Plans to reduce the purchases are "very data-dependent, and that's important," says Joseph Gagnon, a former Fed official who is now senior fellow at the Peterson International Institute for Economics.

Bernanke likened any pullback in bond purchases to a driver letting up on a gas pedal rather than applying the brakes.

He stressed that even after the Fed ends its bond purchases, it will continue to maintain its vast investment portfolio — which has ballooned to $3.4 trillion —to help keep long-term rates down.

The Fed is considering scaling back the bond-buying program because of its increasingly up-beat view of the economy. In its statement, the Fed said the downside risk to the jobs market had "diminished."

Fed officials predicted that unemployment will fall a little faster this year, to 7.2 percent or 7.3 percent at the end of 2013. They think the rate will be between 6.5 percent and 6.8 percent by the end of 2014, better than its previous projection of 6.7 percent to 7 percent.

They also reduced their forecast for inflation this year, but said the more-moderate increases in consumer prices partly reflected "transitory influences."

The Fed also said it would keep short-term rates at record lows at least until unemployment slides to 6.5 percent. Bernanke emphasized that 6.5 percent unemployment is a threshold, not a trigger: The Fed might decide to keep its benchmark short-term rate near zero even after unemployment falls that low.

"When we get to that point," Bernanke said, the Fed will "look at whether an increase in rates is appropriate."

One factor it will consider is inflation. If inflation falls too far below the Fed's target of 2 percent, it might decide to keep short-term rates at record lows. The goal would be to fuel more economic growth, which could lead to higher inflation.

Yet markets have been tumbling since Bernanke spoke. The Dow Jones industrials fell 206 points, or 1.4 percent, Wednesday and plunged another 200-plus points Thursday.
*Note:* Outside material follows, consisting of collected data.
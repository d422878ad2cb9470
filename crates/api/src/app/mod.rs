//! HTTP API application wiring (Axum router + service wiring).
//!
//! Folder structure:
//! - `services.rs`: collaborator wiring + operation orchestration
//! - `routes/`: HTTP routes + handlers (one file per surface)
//! - `dto.rs`: request/response DTOs and JSON mapping helpers
//! - `errors.rs`: consistent error responses

use std::sync::Arc;

use axum::{routing::get, Extension, Router};

use crate::middleware;

pub mod dto;
pub mod errors;
pub mod routes;
pub mod services;

pub use services::AppServices;

/// Build the full HTTP router (public entrypoint used by `main.rs` and the
/// black-box tests).
pub fn build_app(services: Arc<AppServices>) -> Router {
    // Protected surfaces: bearer token resolved to an account up front.
    let protected = Router::new()
        .nest(
            "/me",
            routes::me::router().nest("/podcasts", routes::podcasts::router()),
        )
        .nest("/admin", routes::admin::router())
        .layer(axum::middleware::from_fn_with_state(
            services.clone(),
            middleware::auth_middleware,
        ));

    Router::new()
        .route("/health", get(routes::health))
        .nest("/auth", routes::auth::router())
        .merge(routes::public::router())
        .merge(protected)
        .layer(Extension(services))
}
Investors dumped bonds, pushing the yields higher. The yield on the benchmark 10-year Treasury note rose past 2.40 percent Thursday to its highest level since August 2011.

The economists at PNC Financial Services Group said the market sell-off was probably an "overreaction" to Bernanke's comments. If the Fed scales back its bond purchases, after all, it would mean the economy is strengthening, something that should be good for corporate profits and for stocks.

The Fed faces a tough decision: If the central bank pulls back its stimulus too soon, the U.S. economic recovery could sputter. If it waits too long, super-low rates could ignite inflation. Or they could swell speculative asset bubbles as investors pursue riskier investments with potentially richer returns than low-yielding bonds.

The Fed knows the timing is tricky. It ended an earlier round of bond purchases in June 2011 only to see economic growth remain weak and unemployment stay at levels more consistent with a recession than a healthy recovery.

And if the Fed puts out a confusing message, investors could panic, dump bonds and drive rates high enough to jeopardize economic growth.

"We are determined to be as clear as we can," Bernanke said at Wednesday's press conference, "and we hope that you and your listeners and the markets will all be able to follow what we're saying."

Since becoming chairman in 2006, Bernanke has labored to make the famously secretive central bank more open to the public. In 2011, he began holding regular news conferences to clarify Fed policy, something that would have been unthinkable under his predecessor, Alan Greenspan, who took pride in being as baffling as possible.

But on one subject Bernanke chose discretion over candor: He declined to address speculation that he will step down as Fed chairman when his term ends in January.

He was asked to respond to comments Monday by President Barack Obama, who said Bernanke had already stayed longer than planned. The president's remarks added to expectations that Bernanke intends to step down. Bernanke demurred.

"I would like to keep the discussion on monetary policy," he said. "I don't have anything for you on my personal plans."